# Tints



## itendstonight (Feb 10, 2019)

Thinking of getting my car tinted. More privacy. Anyone have them? Noticeable difference?


----------



## 1.5xorbust (Nov 22, 2017)

I’ve had tinted windows from day one driving. Nary a problem or complaint.


----------



## MHR (Jul 23, 2017)

I’m in Texas and it’s almost a requirement to have tinted windows due to the summer heat. Can’t recall one vehicle I’ve had that hasn’t been tinted.


----------



## Steve_TX (Feb 2, 2016)

Here in Texas, I can feel a definite temperature different between sunlight coming through side widows (tinted) and front windshield (not tinted). I completely agree, tint is a necessity here.


----------



## Kodyhead (May 26, 2015)

You should get some kind of ceramic tint as it blocks out heat a little better


----------



## SuzeCB (Oct 30, 2016)

In NJ, tinting is only allowed on back side and rear windows unless you get a medical exemption.

Check your local laws first. Too many of the places that sell/do tints will just take your money and figure it's your problem.


----------



## OldBay (Apr 1, 2019)

I had to remove my tint to pass inspection for Uber. I'm surprised how many Uber people in the airport parking lot apparently tint their windows after the inspection, or they pay someone to pass their car with the tint.


----------



## PlayLoud (Jan 11, 2019)

OldBay said:


> I had to remove my tint to pass inspection for Uber. I'm surprised how many Uber people in the airport parking lot apparently tint their windows after the inspection, or they pay someone to pass their car with the tint.


What's Uber's policy on tinting?


----------



## Uber Crack (Jul 19, 2017)

For safety and because I'm a female night driver I have not tinted. I want all the visibility I can get of anyone around the outside of my vehicle. :smiles:


----------



## UberBeemer (Oct 23, 2015)

itendstonight said:


> Thinking of getting my car tinted. More privacy. Anyone have them? Noticeable difference?


I have tinted windows, sides and rear. It is just under the local limit, which i think is 39%. Still, it makes backing up a little more challenging. The worst part though, is i get followed by the local sheriff's fairly often. I am a by-the-book driver, though, so they haven't pulled me over, yet.


----------



## Alantc (Jun 15, 2018)

itendstonight said:


> Thinking of getting my car tinted. More privacy. Anyone have them? Noticeable difference?
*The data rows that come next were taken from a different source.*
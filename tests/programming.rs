use rvboot_core::{
    BootSystem, NOP_ENCODING, CTRL_PROGRAM_ENABLE, DMEM_BASE_ADDR, STATUS_RECEIVER_BUSY,
    STATUS_SESSION_ACTIVE, UART_CTRL_ADDR, UART_DATA_ADDR, UART_STATUS_ADDR,
};

fn enter_programming(sys: &mut BootSystem) {
    sys.bus_write(UART_CTRL_ADDR, CTRL_PROGRAM_ENABLE);
    sys.idle(10);
}

fn exit_programming(sys: &mut BootSystem) {
    sys.idle(10);
    sys.bus_write(UART_CTRL_ADDR, 0);
}

fn program_word(sys: &mut BootSystem, word: u32) {
    for byte in word.to_le_bytes() {
        sys.feed_byte_frame(byte);
    }
}

#[test]
fn first_two_words_of_the_bringup_program_land_at_base() {
    let mut sys = BootSystem::with_bit_time(1);
    enter_programming(&mut sys);
    for byte in [0x93, 0x00, 0x20, 0x00] {
        sys.feed_byte_frame(byte);
    }
    for byte in [0x37, 0x03, 0x00, 0x80] {
        sys.feed_byte_frame(byte);
    }
    exit_programming(&mut sys);
    assert_eq!(sys.fetch(0), Some(0x0020_0093), "addi x1, x0, 2");
    assert_eq!(sys.fetch(1), Some(0x8000_0337), "lui x6, 0x80000");
}

#[test]
fn full_bringup_program_lands_intact_in_order() {
    // The reprogramming flow from the original bring-up: set a GPIO value
    // via a small addi/lui/sw sequence padded with nops.
    let program = [
        0x0020_0093u32, // addi x1, x0, 2
        0x8000_0337,    // lui x6, 0x80000
        0x0000_0013,    // nop
        0x0000_0013,    // nop
        0x0013_2023,    // sw x1, 0(x6)
        0x0000_0013,    // nop
        0x0000_0013,    // nop
    ];
    let mut sys = BootSystem::with_bit_time(1);
    enter_programming(&mut sys);
    for word in program {
        program_word(&mut sys, word);
        sys.idle(50);
    }
    exit_programming(&mut sys);
    for (index, word) in program.iter().enumerate() {
        assert_eq!(
            sys.fetch(index as u32),
            Some(*word),
            "word {index} must match the transmitted program"
        );
    }
    assert_eq!(sys.snapshot().words_written, program.len() as u64);
}

#[test]
fn four_n_bytes_program_n_sequential_words() {
    let mut sys = BootSystem::with_bit_time(3);
    enter_programming(&mut sys);
    let words: Vec<u32> = (0..8).map(|i| 0x0101_0101u32.wrapping_mul(i + 1)).collect();
    for word in &words {
        program_word(&mut sys, *word);
    }
    exit_programming(&mut sys);
    for (index, word) in words.iter().enumerate() {
        assert_eq!(sys.fetch(index as u32), Some(*word));
    }
    assert_eq!(sys.fetch(words.len() as u32), Some(NOP_ENCODING));
}

#[test]
fn closed_session_leaves_both_stores_unchanged() {
    let mut sys = BootSystem::with_bit_time(2);
    let imem_before: Vec<u32> = sys.imem.as_words().to_vec();
    let dmem_before: Vec<u8> = sys.dmem.as_bytes().to_vec();
    for byte in [0x93u8, 0x00, 0x20, 0x00, 0xAA, 0x55, 0xFF, 0x00] {
        sys.feed_byte_frame(byte);
    }
    assert_eq!(sys.imem.as_words(), &imem_before[..]);
    assert_eq!(sys.dmem.as_bytes(), &dmem_before[..]);
    assert_eq!(
        sys.snapshot().bytes_dropped,
        8,
        "bytes with the gate closed are consumed and dropped"
    );
}

#[test]
fn partial_word_is_abandoned_when_the_gate_closes() {
    for partial_len in 1..=3usize {
        let mut sys = BootSystem::with_bit_time(1);
        enter_programming(&mut sys);
        for byte in [0xDE, 0xAD, 0xBE][..partial_len].iter() {
            sys.feed_byte_frame(*byte);
        }
        exit_programming(&mut sys);

        // Reopen: assembly restarts at the base with an empty buffer.
        enter_programming(&mut sys);
        program_word(&mut sys, 0x0020_0093);
        exit_programming(&mut sys);
        assert_eq!(
            sys.fetch(0),
            Some(0x0020_0093),
            "no leftover bytes after {partial_len}-byte partial"
        );
        assert_eq!(sys.fetch(1), Some(NOP_ENCODING));
    }
}

#[test]
fn programming_works_at_the_design_bit_interval() {
    // 5208 ticks per bit, the original design-clock interval.
    let mut sys = BootSystem::with_bit_time(5208);
    enter_programming(&mut sys);
    program_word(&mut sys, 0x0013_2023);
    exit_programming(&mut sys);
    assert_eq!(sys.fetch(0), Some(0x0013_2023));
}

#[test]
fn status_tracks_session_and_receiver() {
    let mut sys = BootSystem::with_bit_time(4);
    assert_eq!(sys.bus_read(UART_STATUS_ADDR), 0);
    sys.bus_write(UART_CTRL_ADDR, CTRL_PROGRAM_ENABLE);
    assert_eq!(sys.bus_read(UART_STATUS_ADDR), STATUS_SESSION_ACTIVE);
    sys.tick(false); // start bit seen, receiver leaves idle
    assert_eq!(
        sys.bus_read(UART_STATUS_ADDR),
        STATUS_SESSION_ACTIVE | STATUS_RECEIVER_BUSY
    );
    sys.bus_write(UART_CTRL_ADDR, 0);
    assert_eq!(sys.bus_read(UART_STATUS_ADDR) & STATUS_SESSION_ACTIVE, 0);
}

#[test]
fn data_register_reflects_every_completed_byte() {
    let mut sys = BootSystem::with_bit_time(1);
    for byte in [0x11u8, 0x22, 0x93] {
        sys.feed_byte_frame(byte);
        assert_eq!(sys.bus_read(UART_DATA_ADDR), byte as u32);
    }
    // DATA updates whether or not the gate is open.
    enter_programming(&mut sys);
    sys.feed_byte_frame(0x7E);
    assert_eq!(sys.bus_read(UART_DATA_ADDR), 0x7E);
}

#[test]
fn framing_error_is_advisory_and_the_word_still_programs() {
    let mut sys = BootSystem::with_bit_time(2);
    enter_programming(&mut sys);
    // Three clean bytes, then one whose stop bit is held low.
    for byte in [0x93u8, 0x00, 0x20] {
        sys.feed_byte_frame(byte);
    }
    let bit_time = sys.bit_time();
    let bad_byte = 0x00u8;
    for _ in 0..bit_time {
        sys.tick(false); // start
    }
    for bit in 0..8 {
        let level = (bad_byte >> bit) & 1 == 1;
        for _ in 0..bit_time {
            sys.tick(level);
        }
    }
    for _ in 0..bit_time {
        sys.tick(false); // stop bit low: framing mismatch
    }
    sys.idle(bit_time);
    exit_programming(&mut sys);
    assert_eq!(
        sys.fetch(0),
        Some(0x0020_0093),
        "byte with framing error must still be delivered"
    );
    assert_eq!(sys.snapshot().framing_errors, 1);
}

#[test]
fn loader_never_touches_the_data_store() {
    let mut sys = BootSystem::with_bit_time(1);
    sys.bus_write(DMEM_BASE_ADDR, 0x1234_5678);
    enter_programming(&mut sys);
    program_word(&mut sys, 0xAAAA_AAAA);
    exit_programming(&mut sys);
    assert_eq!(sys.bus_read(DMEM_BASE_ADDR), 0x1234_5678);
}

#[test]
fn reset_mid_session_closes_everything_at_once() {
    let mut sys = BootSystem::with_bit_time(4);
    enter_programming(&mut sys);
    sys.feed_byte_frame(0xAB);
    sys.tick(false); // receiver mid-frame
    assert!(sys.session_active());
    assert!(sys.receiver_busy());
    sys.reset();
    assert!(!sys.session_active());
    assert!(!sys.receiver_busy());
    assert_eq!(sys.snapshot().pending_bytes, 0);
}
It helps just wouldn't get them to dark kind of hard to see at night, and in the rain, and backing up


----------



## oldfart (Dec 22, 2017)

I thought all cars had tinted windows. Not for privacy but for the heat. Florida is , after all, the sunshine state


----------



## Fuges (Apr 10, 2019)

I just made a purchase and debated about the tinting. I like the appearance but I don't like the visibility - mostly for personal use if I have a full car and driving through the mountains. But for sure the appearance is nicer I think.


----------



## dauction (Sep 26, 2017)

I am getting tinted today (Scot Irish we can always use a good tinting :laugh ...sorry it's early..
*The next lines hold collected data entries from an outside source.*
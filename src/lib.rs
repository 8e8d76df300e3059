//! Serial bootloader and memory subsystem model for a small RISC-V core.
//!
//! The modeled hardware lets a host reprogram the core's instruction store
//! over a one-wire serial link while the normal memory-mapped bus keeps
//! serving data accesses. Everything is single-clock-domain: each component
//! is an explicit state machine advanced by one [`BootSystem::tick`] call
//! per clock cycle, and the only "suspension" anywhere is the bit-interval
//! countdown inside the receiver.
//!
//! Pipeline: serial line -> [`BitReceiver`] -> byte -> [`ProgramLoader`]
//! (gate + word assembler) -> bounds-checked [`InstructionMemory`] write.
//! The executing core reaches the same stores and the [`RegisterFile`]
//! through [`BootSystem::bus_read`]/[`BootSystem::bus_write`], and fetches
//! through [`BootSystem::fetch`], which stalls while a programming session
//! is open.

use serde::{Deserialize, Serialize};
use thiserror::Error;

pub mod loader;
pub mod memory;
pub mod receiver;
pub mod registers;

pub use loader::{ProgramLoader, WORD_BYTES};
pub use memory::{
    DataMemory, InstructionMemory, DMEM_BASE_ADDR, DMEM_BYTES, IMEM_BASE_ADDR, IMEM_WORDS,
    NOP_ENCODING,
};
pub use receiver::{BitReceiver, RxByte, UartConfig, DEFAULT_BAUD, DEFAULT_CLOCK_HZ};
pub use registers::{
    RegisterFile, CTRL_PROGRAM_ENABLE, STATUS_RECEIVER_BUSY, STATUS_SESSION_ACTIVE,
    UART_CTRL_ADDR, UART_DATA_ADDR, UART_STATUS_ADDR,
};

pub type Result<T> = std::result::Result<T, CoreError>;

#[derive(Debug, Error)]
pub enum CoreError {
    #[error("invalid configuration: {0}")]
    InvalidConfig(String),
    #[error("io error: {0}")]
    Io(#[from] std::io::Error),
    #[error("serialize error: {0}")]
    Serde(#[from] serde_json::Error),
}

/// Serializable summary of the live machine state, for diagnostics and the
/// CLI's state dump.
#[derive(Debug, Clone, Serialize, Deserialize, Default)]
pub struct SystemSnapshot {
    pub cycles: u64,
    pub session_active: bool,
    pub receiver_busy: bool,
    pub write_cursor: u32,
    pub pending_bytes: usize,
    pub words_written: u64,
    pub bytes_received: u64,
    pub bytes_dropped: u64,
    pub framing_errors: u64,
    pub last_rx_byte: u8,
    pub imem_oob_writes: u64,
}

/// The whole subsystem wired together: receiver, gate/assembler, both
/// bounds-checked stores, and the register bank, advanced in lockstep.
pub struct BootSystem {
    pub imem: InstructionMemory,
    pub dmem: DataMemory,
    pub registers: RegisterFile,
    receiver: BitReceiver,
    loader: ProgramLoader,
    cycles: u64,
}

impl BootSystem {
    pub fn new(config: &UartConfig) -> Result<Self> {
        Ok(Self::with_bit_time(config.bit_time()?))
    }

    pub fn with_bit_time(bit_time: u32) -> Self {
        Self {
            imem: InstructionMemory::new(),
            dmem: DataMemory::new(),
            registers: RegisterFile::new(),
            receiver: BitReceiver::with_bit_time(bit_time),
            loader: ProgramLoader::new(),
            cycles: 0,
        }
    }

    pub fn bit_time(&self) -> u32 {
        self.receiver.bit_time()
    }

    pub fn cycles(&self) -> u64 {
        self.cycles
    }

    pub fn session_active(&self) -> bool {
        self.loader.session_active()
    }

    pub fn receiver_busy(&self) -> bool {
        self.receiver.busy()
    }

    /// Synchronous reset: every state machine back to its initial state in
    /// one call. Memory contents survive, matching the hardware where reset
    /// does not clear the arrays.
    pub fn reset(&mut self) {
        self.receiver.reset();
        self.loader.reset();
        self.registers.reset();
        self.cycles = 0;
    }

    /// One rising clock edge. `rx_line` is the sampled level of the serial
    /// input; hold it high while the link is idle.
    pub fn tick(&mut self, rx_line: bool) {
        self.cycles = self.cycles.wrapping_add(1);
        if let Some(rx) = self.receiver.tick(rx_line) {
            self.registers.record_rx_byte(rx.value);
            self.loader.push_byte(rx.value, &mut self.imem);
        }
    }

    /// Instruction fetch for the executing core. Held (returns `None`) for
    /// the entire duration a programming session is open; the instruction
    /// store must never be read while it is being rewritten.
    pub fn fetch(&self, word_addr: u32) -> Option<u32> {
        if self.loader.session_active() {
            return None;
        }
        Some(self.imem.peek(word_addr))
    }

    /// Core-side bus read: UART registers, then the data-store window, then
    /// the instruction-store window. Unmapped or out-of-range addresses
    /// yield the owning store's safe default.
    pub fn bus_read(&mut self, addr: u32) -> u32 {
        let session_active = self.loader.session_active();
        let receiver_busy = self.receiver.busy();
        if let Some(value) = self
            .registers
            .handle_read(addr, session_active, receiver_busy)
        {
            return value;
        }
        if addr >= DMEM_BASE_ADDR {
            return self.dmem.read_word(addr - DMEM_BASE_ADDR);
        }
        self.imem.read((addr - IMEM_BASE_ADDR) / 4)
    }

    /// Core-side bus write. A CTRL write moves the programming gate on the
    /// same edge. Writes into the instruction-store window are honored only
    /// while no session is open; the loader is the sole writer during
    /// programming.
    pub fn bus_write(&mut self, addr: u32, value: u32) {
        if self.registers.handle_write(addr, value) {
            self.loader.set_enabled(self.registers.program_enable());
            return;
        }
        if addr >= DMEM_BASE_ADDR {
            self.dmem.write_word(addr - DMEM_BASE_ADDR, value);
            return;
        }
        if !self.loader.session_active() {
            self.imem.write((addr - IMEM_BASE_ADDR) / 4, value);
        }
    }

    /// Drive one complete 8N1 frame on the serial line, each bit held for
    /// exactly one bit interval. Convenience for hosts and tests; the
    /// timing is identical to toggling `tick` by hand.
    pub fn feed_byte_frame(&mut self, byte: u8) {
        let bit_time = self.receiver.bit_time();
        let hold = |sys: &mut Self, level: bool| {
            for _ in 0..bit_time {
                sys.tick(level);
            }
        };
        hold(self, false);
        for bit in 0..8 {
            hold(self, (byte >> bit) & 1 == 1);
        }
        hold(self, true);
    }

    /// Hold the line idle for `ticks` cycles.
    pub fn idle(&mut self, ticks: u32) {
        for _ in 0..ticks {
            self.tick(true);
        }
    }

    pub fn snapshot(&self) -> SystemSnapshot {
        SystemSnapshot {
            cycles: self.cycles,
            session_active: self.loader.session_active(),
            receiver_busy: self.receiver.busy(),
            write_cursor: self.loader.write_cursor(),
            pending_bytes: self.loader.pending_bytes(),
            words_written: self.loader.words_written(),
            bytes_received: self.receiver.bytes_received(),
            bytes_dropped: self.loader.bytes_dropped(),
            framing_errors: self.receiver.framing_errors(),
            last_rx_byte: self.registers.last_rx_byte(),
            imem_oob_writes: self.imem.oob_writes(),
        }
    }
}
Anyways .. 50% all sides except windshield is legal in Minnesota. ... Think I am going to do 50% for the back sides and 25-30% front sides . I need to test visibility for drivers side before I decide. I hate the sun beating down on me.. It makes you tired and uncomfortable faster than a overcast day

Hope this helps..sourced ..https://instamotor.com/blog/window-tinting-laws-50-states


----------



## Tide (Mar 12, 2019)

I've got 5% all around and then 50% on the entire windshield. Makes a huge difference.



dauction said:


> I am getting tinted today (Scot Irish we can always use a good tinting :laugh ...sorry it's early..
> 
> Anyways .. 50% all sides except windshield is legal in Minnesota. ... Think I am going to do 50% for the back sides and 25-30% front sides . I need to test visibility for drivers side before I decide. I hate the sun beating down on me.. It makes you tired and uncomfortable faster than a overcast day


Are your back windows already tinted? If they aren't you want to switch up the plan. Back windows need to be darker than the front.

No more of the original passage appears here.